____ Exercise input

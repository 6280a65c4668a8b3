//! The base script record and the assembly seam shared by every builder.

use std::path::Path;

use crate::config::Config;
use crate::error::{NereidError, Result};

/// A named, ready-to-ship Mermaid script.
///
/// Typed builders produce one through [`Diagram::graph`]; [`crate::load`]
/// reads one back from disk. The script is stored verbatim, frontmatter
/// included.
#[derive(Debug, Clone, PartialEq, Eq)]
pub struct Graph {
    /// Diagram title, also the default file stem on save.
    pub title: String,
    /// The complete Mermaid script.
    pub script: String,
}

impl Graph {
    pub fn new(title: impl Into<String>, script: impl Into<String>) -> Self {
        Self {
            title: title.into(),
            script: script.into(),
        }
    }

    /// Write the script to `./{title}.mmd`.
    pub fn save(&self) -> Result<()> {
        self.save_as(format!("./{}.mmd", self.title))
    }

    /// Write the script to `path`, which must end in `.mmd` or `.mermaid`.
    pub fn save_as(&self, path: impl AsRef<Path>) -> Result<()> {
        let path = path.as_ref();
        match path.extension().and_then(|ext| ext.to_str()) {
            Some("mmd" | "mermaid") => {}
            _ => return Err(NereidError::InvalidExtension(path.to_path_buf())),
        }
        std::fs::write(path, &self.script)?;
        Ok(())
    }
}

/// Assembly seam implemented by every typed diagram.
///
/// Implementors supply the title, the optional init directive and the body;
/// the provided methods assemble the final script. Bodies start with their
/// `\n{keyword}` line so the frontmatter joins them without separators.
pub trait Diagram {
    /// Title rendered into the `---` frontmatter.
    fn title(&self) -> &str;

    /// Optional `%%{init: ...}%%` directive.
    fn config(&self) -> Option<&Config> {
        None
    }

    /// Append the diagram body to `out`.
    fn write_body(&self, out: &mut String);

    /// Render the complete script, frontmatter first.
    fn script(&self) -> String {
        let mut out = format!("---\ntitle: {}\n---", self.title());
        if let Some(config) = self.config() {
            out.push('\n');
            out.push_str(&config.to_string());
        }
        self.write_body(&mut out);
        out
    }

    /// Bundle the rendered script with the title.
    fn graph(&self) -> Graph {
        Graph::new(self.title(), self.script())
    }

    /// Save the rendered script to `./{title}.mmd`.
    fn save(&self) -> Result<()> {
        self.graph().save()
    }

    /// Save the rendered script to `path` (`.mmd` or `.mermaid`).
    fn save_as(&self, path: impl AsRef<Path>) -> Result<()> {
        self.graph().save_as(path)
    }
}
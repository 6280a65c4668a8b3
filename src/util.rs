//! Script loading and identifier helpers.

use std::path::Path;
use std::sync::OnceLock;

use regex::Regex;

use crate::error::Result;
use crate::graph::Graph;

/// Read a Mermaid script from disk.
///
/// The graph title is the file stem. Any extension is accepted here; only
/// [`Graph::save`] restricts extensions.
pub fn load(path: impl AsRef<Path>) -> Result<Graph> {
    let path = path.as_ref();
    let script = std::fs::read_to_string(path)?;
    let title = path
        .file_stem()
        .map(|stem| stem.to_string_lossy().into_owned())
        .unwrap_or_default();
    Ok(Graph::new(title, script))
}

/// Lowercase `text` and replace every character outside `[a-zA-Z0-9_.-]`
/// with an underscore. Mermaid identifiers derived from display names go
/// through this.
pub fn slugify(text: &str) -> String {
    static NON_ID: OnceLock<Regex> = OnceLock::new();
    let re = NON_ID.get_or_init(|| Regex::new(r"[^a-zA-Z0-9_.-]").expect("pattern is valid"));
    re.replace_all(text, "_").to_lowercase()
}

________

Your instructions: Each entry above should be repeated exactly, with no line left out.

The answer:
repository 6280a65c4668a8b3
//! The base script record and the assembly seam shared by every builder.

use std::path::Path;

use crate::config::Config;
use crate::error::{NereidError, Result};

/// A named, ready-to-ship Mermaid script.
///
/// Typed builders produce one through [`Diagram::graph`]; [`crate::load`]
/// reads one back from disk. The script is stored verbatim, frontmatter
/// included.
#[derive(Debug, Clone, PartialEq, Eq)]
pub struct Graph {
    /// Diagram title, also the default file stem on save.
    pub title: String,
    /// The complete Mermaid script.
    pub script: String,
}

impl Graph {
    pub fn new(title: impl Into<String>, script: impl Into<String>) -> Self {
        Self {
            title: title.into(),
            script: script.into(),
        }
    }

    /// Write the script to `./{title}.mmd`.
    pub fn save(&self) -> Result<()> {
        self.save_as(format!("./{}.mmd", self.title))
    }

    /// Write the script to `path`, which must end in `.mmd` or `.mermaid`.
    pub fn save_as(&self, path: impl AsRef<Path>) -> Result<()> {
        let path = path.as_ref();
        match path.extension().and_then(|ext| ext.to_str()) {
            Some("mmd" | "mermaid") => {}
            _ => return Err(NereidError::InvalidExtension(path.to_path_buf())),
        }
        std::fs::write(path, &self.script)?;
        Ok(())
    }
}

/// Assembly seam implemented by every typed diagram.
///
/// Implementors supply the title, the optional init directive and the body;
/// the provided methods assemble the final script. Bodies start with their
/// `\n{keyword}` line so the frontmatter joins them without separators.
pub trait Diagram {
    /// Title rendered into the `---` frontmatter.
    fn title(&self) -> &str;

    /// Optional `%%{init: ...}%%` directive.
    fn config(&self) -> Option<&Config> {
        None
    }

    /// Append the diagram body to `out`.
    fn write_body(&self, out: &mut String);

    /// Render the complete script, frontmatter first.
    fn script(&self) -> String {
        let mut out = format!("---\ntitle: {}\n---", self.title());
        if let Some(config) = self.config() {
            out.push('\n');
            out.push_str(&config.to_string());
        }
        self.write_body(&mut out);
        out
    }

    /// Bundle the rendered script with the title.
    fn graph(&self) -> Graph {
        Graph::new(self.title(), self.script())
    }

    /// Save the rendered script to `./{title}.mmd`.
    fn save(&self) -> Result<()> {
        self.graph().save()
    }

    /// Save the rendered script to `path` (`.mmd` or `.mermaid`).
    fn save_as(&self, path: impl AsRef<Path>) -> Result<()> {
        self.graph().save_as(path)
    }
}
repository 6280a65c4668a8b3
filename src/util.rs
//! Script loading and identifier helpers.

use std::path::Path;
use std::sync::OnceLock;

use regex::Regex;

use crate::error::Result;
use crate::graph::Graph;

/// Read a Mermaid script from disk.
///
/// The graph title is the file stem. Any extension is accepted here; only
/// [`Graph::save`] restricts extensions.
pub fn load(path: impl AsRef<Path>) -> Result<Graph> {
    let path = path.as_ref();
    let script = std::fs::read_to_string(path)?;
    let title = path
        .file_stem()
        .map(|stem| stem.to_string_lossy().into_owned())
        .unwrap_or_default();
    Ok(Graph::new(title, script))
}

/// Lowercase `text` and replace every character outside `[a-zA-Z0-9_.-]`
/// with an underscore. Mermaid identifiers derived from display names go
/// through this.
pub fn slugify(text: &str) -> String {
    static NON_ID: OnceLock<Regex> = OnceLock::new();
    let re = NON_ID.get_or_init(|| Regex::new(r"[^a-zA-Z0-9_.-]").expect("pattern is valid"));
    re.replace_all(text, "_").to_lowercase()
}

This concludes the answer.